A law that only affects counties with 30,000 or more people has the potential to essentially cap Boyle County’s payroll tax revenue from Danville residents — or even zero it out entirely.

That law allows for payroll taxes paid to a city to be credited against the payroll taxes owed to a county government, according to information provided by Chris Johnson with the Kentucky League of Cities.

For example, if a worker usually pays $10 from a paycheck to a county and $5 to a city in that county, the $5 would count as a credit against the county tax and the worker would only pay $5 to the county. If the rates are reversed and the worker usually pays $5 to the county and $10 to the city, the credit for city taxes would completely cancel out the county taxes and the worker would pay $0 to the county.

That is, at least, the basic theory, Boyle County Judge-Executive Harold McKinney and Boyle County Treasurer Mary Conley confirmed Monday. But things are far more complicated than that and many questions about how the law would actually change things in Boyle County remain up in the air, they said.

Kentucky law also exempts counties from crediting city residents if the county imposed its tax under “the county home rule statute,” according to Johnson. Conley said Boyle’s tax is indeed implemented through that statute, meaning the current county tax of .75 percent (7.5 cents for every $10 earned) would not be affected.

However, a county raising its payroll tax rate after it reaches 30,000, “then the county is required to allow the credit to the extent of the increase or new tax,” according to Johnson.

Depending on how that portion of the law is interpreted, it could mean different things, McKinney said: It could mean that Boyle County can keep its .75-percent payroll tax, but Danville residents would be credited on their paychecks for any future increases. Or it could mean that if Boyle County were to hit the official 30,000 mark and then increase its payroll tax, that the entirety of its tax would be subject to the credit, essentially eliminating county payroll taxes on jobs inside the city.
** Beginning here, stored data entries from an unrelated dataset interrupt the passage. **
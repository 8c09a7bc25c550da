//! Application settings structs, defaults and TOML persistence.
//!
//! All structs implement `Serialize`, `Deserialize`, `Default` and `Clone`
//! so they can be round-tripped through TOML files.  Every section is
//! `#[serde(default)]`, so a partial `settings.toml` fills the gaps with
//! defaults.

use std::path::PathBuf;
use std::time::Duration;

use anyhow::Result;
use serde::{Deserialize, Serialize};

use super::AppPaths;

// ---------------------------------------------------------------------------
// AudioConfig
// ---------------------------------------------------------------------------

/// Microphone capture and rolling-window settings.
#[derive(Debug, Clone, PartialEq, Serialize, Deserialize)]
#[serde(default)]
pub struct AudioConfig {
    /// Pipeline sample rate in Hz; device audio is resampled to this.
    pub sample_rate: u32,
    /// Length of the analysis window in seconds.
    pub window_secs: f32,
    /// Samples requested per source read.
    pub read_chunk: usize,
    /// Input device name; `None` means the system default.
    pub device: Option<String>,
    /// Discard buffered audio each time detection starts.
    pub clear_on_start: bool,
}

impl Default for AudioConfig {
    fn default() -> Self {
        Self {
            sample_rate: 16_000,
            window_secs: 3.0,
            read_chunk: 1024,
            device: None,
            clear_on_start: false,
        }
    }
}

// ---------------------------------------------------------------------------
// DetectionConfig
// ---------------------------------------------------------------------------

/// Scheduler cadence and result delivery.
#[derive(Debug, Clone, PartialEq, Serialize, Deserialize)]
#[serde(default)]
pub struct DetectionConfig {
    /// Pause between detection ticks.
    pub tick_interval_ms: u64,
    /// Skip a tick whose inference took longer than this.  `None` = no bound.
    pub max_inference_ms: Option<u64>,
    /// Confidence above which a non-normal result is reported as an alert.
    pub alert_threshold: f32,
    /// Capacity of the detection event channel.
    pub event_capacity: usize,
}

impl Default for DetectionConfig {
    fn default() -> Self {
        Self {
            tick_interval_ms: 500,
            max_inference_ms: None,
            alert_threshold: 0.7,
            event_capacity: 32,
        }
    }
}

impl DetectionConfig {
    pub fn tick_interval(&self) -> Duration {
        Duration::from_millis(self.tick_interval_ms)
    }

    pub fn max_inference(&self) -> Option<Duration> {
        self.max_inference_ms.map(Duration::from_millis)
    }
}

// ---------------------------------------------------------------------------
// ModelConfig
// ---------------------------------------------------------------------------

/// Where the classifier lives and how to feed it.
#[derive(Debug, Clone, Default, PartialEq, Serialize, Deserialize)]
#[serde(default)]
pub struct ModelConfig {
    /// Directory with `model.onnx` and `labels.json`.  `None` uses
    /// [`AppPaths::models_dir`].
    pub dir: Option<PathBuf>,
    /// Force the model input to `[1, rows, cols]` when the file does not
    /// declare a concrete shape.
    pub input_shape: Option<(usize, usize)>,
}

impl ModelConfig {
    /// The configured directory, or the platform default.
    pub fn resolve_dir(&self) -> PathBuf {
        self.dir
            .clone()
            .unwrap_or_else(|| AppPaths::new().models_dir)
    }
}

// ---------------------------------------------------------------------------
// FeatureConfig
// ---------------------------------------------------------------------------

/// STFT / mel / MFCC parameters for the feature extractor.
#[derive(Debug, Clone, PartialEq, Serialize, Deserialize)]
#[serde(default)]
pub struct FeatureConfig {
    pub n_fft: usize,
    pub hop_length: usize,
    pub n_mels: usize,
    pub n_mfcc: usize,
    /// Lowest mel band edge in Hz.
    pub fmin: f32,
    /// Highest mel band edge in Hz; must not exceed Nyquist.
    pub fmax: f32,
    /// Append first and second order MFCC deltas after the MFCCs.
    pub deltas: bool,
}

impl Default for FeatureConfig {
    fn default() -> Self {
        Self {
            n_fft: 2048,
            hop_length: 160,
            n_mels: 128,
            n_mfcc: 40,
            fmin: 20.0,
            fmax: 8000.0,
            deltas: true,
        }
    }
}

// ---------------------------------------------------------------------------
// AppConfig  (top-level)
// ---------------------------------------------------------------------------

/// Top-level configuration, serialised as `settings.toml`.
///
/// ```rust,no_run
/// use edgesense::config::AppConfig;
///
/// // Returns Default when the file is missing.
/// let config = AppConfig::load().unwrap();
/// println!("window = {} samples", config.horizon());
/// ```
#[derive(Debug, Clone, Default, PartialEq, Serialize, Deserialize)]
#[serde(default)]
pub struct AppConfig {
    pub audio: AudioConfig,
    pub detection: DetectionConfig,
    pub model: ModelConfig,
    pub features: FeatureConfig,
}

impl AppConfig {
    /// Load configuration from the platform-appropriate `settings.toml`.
    ///
    /// Returns `Ok(AppConfig::default())` when the file does not exist yet.
    pub fn load() -> Result<Self> {
        Self::load_from(&AppPaths::new().settings_file)
    }

    /// Load from an explicit path.
    pub fn load_from(path: &std::path::Path) -> Result<Self> {
        if !path.exists() {
            return Ok(Self::default());
        }
        let content = std::fs::read_to_string(path)?;
        let config: Self = toml::from_str(&content)?;
        Ok(config)
    }

    /// Save configuration to the platform-appropriate `settings.toml`,
    /// creating parent directories as needed.
    pub fn save(&self) -> Result<()> {
        self.save_to(&AppPaths::new().settings_file)
    }

    /// Save to an explicit path.
    pub fn save_to(&self, path: &std::path::Path) -> Result<()> {
        if let Some(parent) = path.parent() {
            std::fs::create_dir_all(parent)?;
        }
        let content = toml::to_string_pretty(self)?;
        std::fs::write(path, content)?;
        Ok(())
    }

    /// Ring buffer capacity: `round(sample_rate × window_secs)`.
    pub fn horizon(&self) -> usize {
        (self.audio.sample_rate as f64 * self.audio.window_secs as f64).round() as usize
    }
}

// ---------------------------------------------------------------------------
// Tests
// ---------------------------------------------------------------------------

#[cfg(test)]
mod tests {
    use super::*;
    use tempfile::tempdir;

    #[test]
    fn round_trip_toml() {
        let dir = tempdir().expect("temp dir");
        let path = dir.path().join("settings.toml");

        let original = AppConfig::default();
        original.save_to(&path).expect("save");
        let loaded = AppConfig::load_from(&path).expect("load");

        assert_eq!(original, loaded);
    }

    /// `load_from` on a non-existent path must return `Default` without error.
    #[test]
    fn load_missing_returns_default() {
        let dir = tempdir().expect("temp dir");
        let path = dir.path().join("nonexistent.toml");

        let config = AppConfig::load_from(&path).expect("should not error");
        assert_eq!(config, AppConfig::default());
    }

    #[test]
    fn default_values() {
        let cfg = AppConfig::default();

        assert_eq!(cfg.audio.sample_rate, 16_000);
        assert_eq!(cfg.audio.window_secs, 3.0);
        assert!(!cfg.audio.clear_on_start);
        assert_eq!(cfg.detection.tick_interval(), Duration::from_millis(500));
        assert!(cfg.detection.max_inference().is_none());
        assert_eq!(cfg.features.n_mels, 128);
        assert_eq!(cfg.features.n_mfcc, 40);
        assert!(cfg.features.deltas);
        assert_eq!(cfg.horizon(), 48_000);
    }

    #[test]
    fn round_trip_modified_values() {
        let dir = tempdir().expect("temp dir");
        let path = dir.path().join("modified.toml");

        let mut cfg = AppConfig::default();
        cfg.audio.device = Some("USB Mic".into());
        cfg.audio.window_secs = 2.5;
        cfg.audio.clear_on_start = true;
        cfg.detection.max_inference_ms = Some(250);
        cfg.model.dir = Some(PathBuf::from("/opt/models"));
        cfg.model.input_shape = Some((301, 168));
        cfg.features.deltas = false;

        cfg.save_to(&path).expect("save");
        let loaded = AppConfig::load_from(&path).expect("load");

        assert_eq!(loaded, cfg);
        assert_eq!(loaded.horizon(), 40_000);
    }

    #[test]
    fn partial_file_fills_defaults() {
        let dir = tempdir().expect("temp dir");
        let path = dir.path().join("partial.toml");
        std::fs::write(&path, "[detection]\ntick_interval_ms = 250\n").unwrap();

        let cfg = AppConfig::load_from(&path).expect("load");
        assert_eq!(cfg.detection.tick_interval_ms, 250);
        assert_eq!(cfg.detection.event_capacity, 32);
        assert_eq!(cfg.audio, AudioConfig::default());
    }

    #[test]
    fn malformed_file_is_an_error() {
        let dir = tempdir().expect("temp dir");
        let path = dir.path().join("broken.toml");
        std::fs::write(&path, "[audio\nsample_rate = ").unwrap();

        assert!(AppConfig::load_from(&path).is_err());
    }
}
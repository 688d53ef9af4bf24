use serde::Serialize;

use crate::token::Span;

/// The whole program: top-level calls in source order.
#[derive(Debug, Clone, Default, PartialEq, Serialize)]
pub struct Block {
    pub calls: Vec<Call>,
}

#[derive(Debug, Clone, PartialEq, Serialize)]
#[serde(tag = "kind")]
pub enum Expression {
    VariableReference(VariableReference),
    LiteralNumber(LiteralNumber),
    Call(Call),
    Assignment(Assignment),
}

#[derive(Debug, Clone, PartialEq, Eq, Serialize)]
pub struct VariableReference {
    pub name: String,
}

/// Numeric literal text, forwarded to the output untouched.
#[derive(Debug, Clone, PartialEq, Eq, Serialize)]
pub struct LiteralNumber {
    pub text: String,
}

#[derive(Debug, Clone, Serialize)]
pub struct Call {
    pub name: String,
    pub args: Vec<Expression>,
    /// Diagnostics only; two calls with different spans still compare equal.
    pub span: Span,
}

impl PartialEq for Call {
    fn eq(&self, other: &Self) -> bool {
        self.name == other.name && self.args == other.args
    }
}

#[derive(Debug, Clone, PartialEq, Serialize)]
pub struct Assignment {
    pub lhs: VariableReference,
    pub rhs: Box<Expression>,
}

impl Call {
    pub fn new(name: impl Into<String>, args: Vec<Expression>) -> Self {
        Call {
            name: name.into(),
            args,
            span: Span::default(),
        }
    }
}

impl Expression {
    pub fn reference(name: impl Into<String>) -> Self {
        Expression::VariableReference(VariableReference { name: name.into() })
    }

    pub fn number(text: impl Into<String>) -> Self {
        Expression::LiteralNumber(LiteralNumber { text: text.into() })
    }

    pub fn call(name: impl Into<String>, args: Vec<Expression>) -> Self {
        Expression::Call(Call::new(name, args))
    }

    pub fn assign(name: impl Into<String>, rhs: Expression) -> Self {
        Expression::Assignment(Assignment {
            lhs: VariableReference { name: name.into() },
            rhs: Box::new(rhs),
        })
    }

    pub fn as_reference(&self) -> Option<&str> {
        match self {
            Expression::VariableReference(reference) => Some(&reference.name),
            _ => None,
        }
    }

    /// The call node if this is a call named `name`.
    pub fn as_call_named(&self, name: &str) -> Option<&Call> {
        match self {
            Expression::Call(call) if call.name == name => Some(call),
            _ => None,
        }
    }
}

#[cfg(test)]
mod tests {
    use super::*;

    #[test]
    fn call_equality_ignores_spans() {
        let mut left = Call::new("F", vec![Expression::number("1")]);
        left.span = Span::new(0, 4);
        let right = Call::new("F", vec![Expression::number("1")]);
        assert_eq!(left, right);
        assert_ne!(left, Call::new("G", vec![Expression::number("1")]));
    }

    #[test]
    fn accessors() {
        let expr = Expression::call("Args", vec![Expression::reference("x")]);
        assert!(expr.as_call_named("Args").is_some());
        assert!(expr.as_call_named("HashMap").is_none());
        assert_eq!(Expression::reference("x").as_reference(), Some("x"));
        assert_eq!(Expression::number("3").as_reference(), None);
    }

    #[test]
    fn serializes_with_a_kind_tag() {
        let mut call = Call::new(
            "F",
            vec![
                Expression::reference("x"),
                Expression::assign("y", Expression::number("1")),
            ],
        );
        call.span = Span::new(0, 10);
        let json = serde_json::to_value(Block { calls: vec![call] }).unwrap();
        assert_eq!(
            json,
            serde_json::json!({
                "calls": [{
                    "name": "F",
                    "args": [
                        { "kind": "VariableReference", "name": "x" },
                        {
                            "kind": "Assignment",
                            "lhs": { "name": "y" },
                            "rhs": { "kind": "LiteralNumber", "text": "1" }
                        }
                    ],
                    "span": { "start": 0, "end": 10 }
                }]
            })
        );
    }
}
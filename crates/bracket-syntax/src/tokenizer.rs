//! Lexical analysis.
//!
//! The tokenizer is pulled by the parser: nothing is scanned until someone
//! asks for it, and tokens that were peeked at stay in the lookahead buffer
//! until they are consumed. A lexical error is sticky: once scanning fails,
//! every later scan reports the same error.

use std::collections::VecDeque;
use std::iter::Peekable;
use std::str::CharIndices;
use std::sync::Arc;

use tracing::trace;

use crate::error::LexError;
use crate::token::{Location, Span, Token, TokenKind};

pub struct Tokenizer<'src> {
    chars: Peekable<CharIndices<'src>>,
    offset: usize,
    row: usize,
    column: usize,
    file: Option<Arc<str>>,
    pending: VecDeque<Token>,
    failed: Option<LexError>,
    reported: bool,
}

impl<'src> Tokenizer<'src> {
    pub fn new(source: &'src str) -> Self {
        Tokenizer {
            chars: source.char_indices().peekable(),
            offset: 0,
            row: 1,
            column: 1,
            file: None,
            pending: VecDeque::new(),
            failed: None,
            reported: false,
        }
    }

    /// Attach a file name to every location produced from now on.
    pub fn with_file(mut self, file: impl Into<Arc<str>>) -> Self {
        self.file = Some(file.into());
        self
    }

    /// Returns the `n`-th pending token (1-based) without consuming it.
    ///
    /// `Ok(None)` means the source ends before the `n`-th token.
    pub fn peek(&mut self, n: usize) -> Result<Option<&Token>, LexError> {
        assert!(n > 0, "peek is 1-based");
        while self.pending.len() < n {
            match self.scan()? {
                Some(token) => self.pending.push_back(token),
                None => return Ok(None),
            }
        }
        Ok(self.pending.get(n - 1))
    }

    /// Drops the front of the lookahead buffer.
    ///
    /// Only valid after a successful `peek`; calling it on an empty buffer is a bug.
    pub fn consume(&mut self) -> Token {
        match self.pending.pop_front() {
            Some(token) => token,
            None => panic!("consume called with an empty lookahead buffer"),
        }
    }

    /// Removes and returns the next token, scanning only if the buffer is empty.
    pub fn next_token(&mut self) -> Result<Option<Token>, LexError> {
        match self.pending.pop_front() {
            Some(token) => Ok(Some(token)),
            None => self.scan(),
        }
    }

    /// Location of the scanner. Past the last buffered token this is where input ends.
    pub fn location(&self) -> Location {
        Location {
            row: self.row,
            column: self.column,
            offset: self.offset,
            file: self.file.clone(),
        }
    }

    fn bump(&mut self) -> Option<char> {
        let (offset, ch) = self.chars.next()?;
        self.offset = offset + ch.len_utf8();
        if ch == '\n' {
            self.row += 1;
            self.column = 1;
        } else {
            self.column += 1;
        }
        Some(ch)
    }

    fn consume_while(&mut self, predicate: impl Fn(char) -> bool) -> String {
        let mut text = String::new();
        while let Some(&(_, ch)) = self.chars.peek() {
            if !predicate(ch) {
                break;
            }
            text.push(ch);
            self.bump();
        }
        text
    }

    fn single(&mut self, kind: TokenKind, location: Location) -> Token {
        let text = self.bump().map(String::from).unwrap_or_default();
        Token {
            kind,
            text,
            location,
        }
    }

    fn scan(&mut self) -> Result<Option<Token>, LexError> {
        if let Some(err) = &self.failed {
            return Err(err.clone());
        }
        let scanned = self.scan_token();
        if let Err(err) = &scanned {
            self.failed = Some(err.clone());
        }
        scanned
    }

    fn scan_token(&mut self) -> Result<Option<Token>, LexError> {
        loop {
            let Some(&(_, ch)) = self.chars.peek() else {
                return Ok(None);
            };
            let location = self.location();

            let token = match ch {
                c if is_layout(c) => {
                    self.bump();
                    continue;
                }
                '/' => {
                    self.bump();
                    if self.chars.peek().map(|&(_, c)| c) != Some('/') {
                        let span = Span::new(location.offset, location.offset + 1);
                        return Err(LexError::StraySlash { location, span });
                    }
                    // the comment swallows its terminating newline too
                    while let Some(c) = self.bump() {
                        if c == '\n' {
                            break;
                        }
                    }
                    continue;
                }
                '[' => self.single(TokenKind::OpenBracket, location),
                ']' => self.single(TokenKind::CloseBracket, location),
                ',' => self.single(TokenKind::Comma, location),
                '=' => self.single(TokenKind::Equals, location),
                c if c.is_alphabetic() => Token {
                    kind: TokenKind::Name,
                    text: self.consume_while(char::is_alphanumeric),
                    location,
                },
                c if c.is_ascii_digit() => Token {
                    kind: TokenKind::Number,
                    text: self.consume_while(|c| c.is_ascii_digit()),
                    location,
                },
                c => {
                    self.bump();
                    let span = Span::new(location.offset, location.offset + c.len_utf8());
                    return Err(LexError::UnexpectedCharacter {
                        ch: c,
                        location,
                        span,
                    });
                }
            };

            trace!(kind = ?token.kind, text = %token.text, at = %token.location, "token");
            return Ok(Some(token));
        }
    }
}

impl Iterator for Tokenizer<'_> {
    type Item = Result<Token, LexError>;

    /// Yields a lexical error once, then stops.
    fn next(&mut self) -> Option<Self::Item> {
        if self.reported {
            return None;
        }
        let item = self.next_token().transpose();
        self.reported = matches!(item, Some(Err(_)));
        item
    }
}

fn is_layout(c: char) -> bool {
    matches!(
        c,
        ' ' | '\t' | '\n' | '\u{0B}' | '\u{0C}' | '\r' | '\u{85}' | '\u{A0}'
    )
}

/// Scan the whole source eagerly.
pub fn tokenize(source: &str) -> Result<Vec<Token>, LexError> {
    Tokenizer::new(source).collect()
}
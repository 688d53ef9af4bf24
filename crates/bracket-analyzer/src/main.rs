//! Language server for bracket sources.

mod server;

use clap::{ArgAction, Parser};
use tower_lsp::{LspService, Server};
use tracing_subscriber::EnvFilter;

#[derive(Debug, Parser)]
#[command(name = "bracket-analyzer", about = "Bracket language server")]
struct Cli {
    /// Increase logging verbosity (-v: debug, -vv+: trace)
    #[arg(short, long, action = ArgAction::Count)]
    verbose: u8,
}

#[tokio::main]
async fn main() {
    let cli = Cli::parse();

    // stdout carries the protocol, so logs go to stderr without colors
    tracing_subscriber::fmt()
        .with_env_filter(
            EnvFilter::try_from_default_env()
                .unwrap_or_else(|_| EnvFilter::new(directive_for_verbosity(cli.verbose))),
        )
        .with_ansi(false)
        .with_writer(std::io::stderr)
        .init();

    let (stdin, stdout) = (tokio::io::stdin(), tokio::io::stdout());

    let (service, socket) = LspService::new(server::Backend::new);
    Server::new(stdin, stdout, socket).serve(service).await;
}

fn directive_for_verbosity(v: u8) -> &'static str {
    match v {
        0 => "bracket_analyzer=info,bracket_syntax=warn,tower_lsp=warn",
        1 => "bracket_analyzer=debug,bracket_syntax=debug,tower_lsp=info",
        _ => "bracket_analyzer=trace,bracket_syntax=trace,tower_lsp=debug",
    }
}

#[cfg(test)]
mod tests {
    use super::*;

    #[test]
    fn directive_defaults() {
        assert_eq!(
            directive_for_verbosity(0),
            "bracket_analyzer=info,bracket_syntax=warn,tower_lsp=warn"
        );
        assert_eq!(
            directive_for_verbosity(3),
            "bracket_analyzer=trace,bracket_syntax=trace,tower_lsp=debug"
        );
    }
}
“There’s more research needed to know what our alternative paths are and what has been litigated and what has not been litigated,” McKinney said.

But whatever more research turns up, “it’s pretty clear that no matter how you interpret the new stuff, when we cross 30,000, we’re stuck where we are,” he said.

The City of Danville currently charges a 1.5-percent payroll tax, also called an occupational license fee, which is twice as much as Boyle County’s .75 percent. That means if Danville workers were allowed to credit their city payroll taxes against their county payroll taxes, the county taxes would be zeroed out.

None of this can take effect — whatever the effect may be — until the 2020 Census gives Boyle County its new official population number. McKinney said he thinks right now, Boyle has “about 29,500 people, give or take 250 either way.” 

The Census’ unofficial estimate of Boyle County’s population as of July 1, 2016, was 30,018.

But despite the official Census being years away, McKinney said this is an issue today. For one thing, he’s been advised that if the county wants to raise its payroll tax before it hits 30,000, it should do that before 2020, so there aren’t any questions about overlap with the Census. “We don’t want to be a test case,” he said.

And officials also need to figure out exactly what the potential impacts will be so they can prepare.

“It’s an issue right now because we have to think past the next fiscal year and we have to think way past the next fiscal year as we deal with the jail issues,” he said.

Boyle County’s jail is regularly well over its stated capacity of 220 and officials are looking into building a new jail facility. The current jail facility will be paid off next year.

“At some point over the next couple of years, the Boyle County Fiscal Court obviously has to make some decisions on how we want to handle payroll taxes going forward,” McKinney said. 

One possible resolution to the whole thing is if the legislature repeals the law creating the tax credit. McKinney said he’s heard that idea talked about, but “that’s worth what you’re paying for it, and you’re not paying anything for it.”

“But I’ll tell you,” he continued, “if the county judges get a seat at the table, that’s one thing we will advocate for.”

As far as anything Boyle County Fiscal Court could do at this point, McKinney said he thinks the county must wait to see if a special session of the Kentucky Legislature is called this year and what comes out of such a session before it takes any action.

“We have to be vigilant and we have to be aware and we have to be ready to move with some expedition with what comes out of the special session,” he said. “We’re pretty certain this is coming down the pike. We’ll have to make a decision on something.”